*Work order*
Transcribe each entry so that it matches the original exactly.

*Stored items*
****************

//! Error types for world-state download

use protocore_storage::StorageError;
use protocore_types::H256;
use thiserror::Error;

/// Problems with a single node data request
#[derive(Debug, Clone, Error, PartialEq, Eq)]
pub enum NodeDataError {
    /// Bytes offered for a request do not hash to the requested hash
    #[error("data hashes to {actual}, expected {expected}")]
    HashMismatch {
        /// Hash the request was created for
        expected: H256,
        /// Keccak256 of the offered bytes
        actual: H256,
    },

    /// Node bytes are not a valid trie node or account value
    #[error("failed to decode node {hash}: {reason}")]
    Decode {
        /// Hash of the node
        hash: H256,
        /// What the decoder rejected
        reason: String,
    },

    /// The request has no data attached yet
    #[error("no data for request {0}")]
    MissingData(H256),

    /// Serialized request bytes are malformed
    #[error("invalid serialized request: {0}")]
    InvalidEncoding(String),

    /// Reading or writing local storage failed
    #[error("storage error: {0}")]
    Storage(String),
}

impl From<StorageError> for NodeDataError {
    fn from(err: StorageError) -> Self {
        NodeDataError::Storage(err.to_string())
    }
}

/// Why a world-state download session ended without success
#[derive(Debug, Clone, Error, PartialEq, Eq)]
pub enum WorldStateSyncError {
    /// Too many requests in a row returned nothing useful
    #[error("world state download stalled after {requests} requests without progress")]
    Stalled {
        /// Consecutive requests that made no progress
        requests: u64,
    },

    /// Local storage failed
    #[error("storage error: {0}")]
    Storage(String),

    /// The sync settings cannot drive a download
    #[error("invalid sync configuration: {0}")]
    InvalidConfig(String),

    /// The session was cancelled before it finished
    #[error("world state download cancelled")]
    Cancelled,

    /// A worker ended unexpectedly
    #[error("internal error: {0}")]
    Internal(String),
}

impl From<StorageError> for WorldStateSyncError {
    fn from(err: StorageError) -> Self {
        WorldStateSyncError::Storage(err.to_string())
    }
}

impl From<NodeDataError> for WorldStateSyncError {
    fn from(err: NodeDataError) -> Self {
        match err {
            NodeDataError::Storage(msg) => WorldStateSyncError::Storage(msg),
            other => WorldStateSyncError::Internal(other.to_string()),
        }
    }
}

****************

*Written reply*
//! Error types for world-state download

use protocore_storage::StorageError;
use protocore_types::H256;
use thiserror::Error;

/// Problems with a single node data request
#[derive(Debug, Clone, Error, PartialEq, Eq)]
pub enum NodeDataError {
    /// Bytes offered for a request do not hash to the requested hash
    #[error("data hashes to {actual}, expected {expected}")]
    HashMismatch {
        /// Hash the request was created for
        expected: H256,
        /// Keccak256 of the offered bytes
        actual: H256,
    },

    /// Node bytes are not a valid trie node or account value
    #[error("failed to decode node {hash}: {reason}")]
    Decode {
        /// Hash of the node
        hash: H256,
        /// What the decoder rejected
        reason: String,
    },

    /// The request has no data attached yet
    #[error("no data for request {0}")]
    MissingData(H256),

    /// Serialized request bytes are malformed
    #[error("invalid serialized request: {0}")]
    InvalidEncoding(String),

    /// Reading or writing local storage failed
    #[error("storage error: {0}")]
    Storage(String),
}

impl From<StorageError> for NodeDataError {
    fn from(err: StorageError) -> Self {
        NodeDataError::Storage(err.to_string())
    }
}

/// Why a world-state download session ended without success
#[derive(Debug, Clone, Error, PartialEq, Eq)]
pub enum WorldStateSyncError {
    /// Too many requests in a row returned nothing useful
    #[error("world state download stalled after {requests} requests without progress")]
    Stalled {
        /// Consecutive requests that made no progress
        requests: u64,
    },

    /// Local storage failed
    #[error("storage error: {0}")]
    Storage(String),

    /// The sync settings cannot drive a download
    #[error("invalid sync configuration: {0}")]
    InvalidConfig(String),

    /// The session was cancelled before it finished
    #[error("world state download cancelled")]
    Cancelled,

    /// A worker ended unexpectedly
    #[error("internal error: {0}")]
    Internal(String),
}

impl From<StorageError> for WorldStateSyncError {
    fn from(err: StorageError) -> Self {
        WorldStateSyncError::Storage(err.to_string())
    }
}

impl From<NodeDataError> for WorldStateSyncError {
    fn from(err: NodeDataError) -> Self {
        match err {
            NodeDataError::Storage(msg) => WorldStateSyncError::Storage(msg),
            other => WorldStateSyncError::Internal(other.to_string()),
        }
    }
}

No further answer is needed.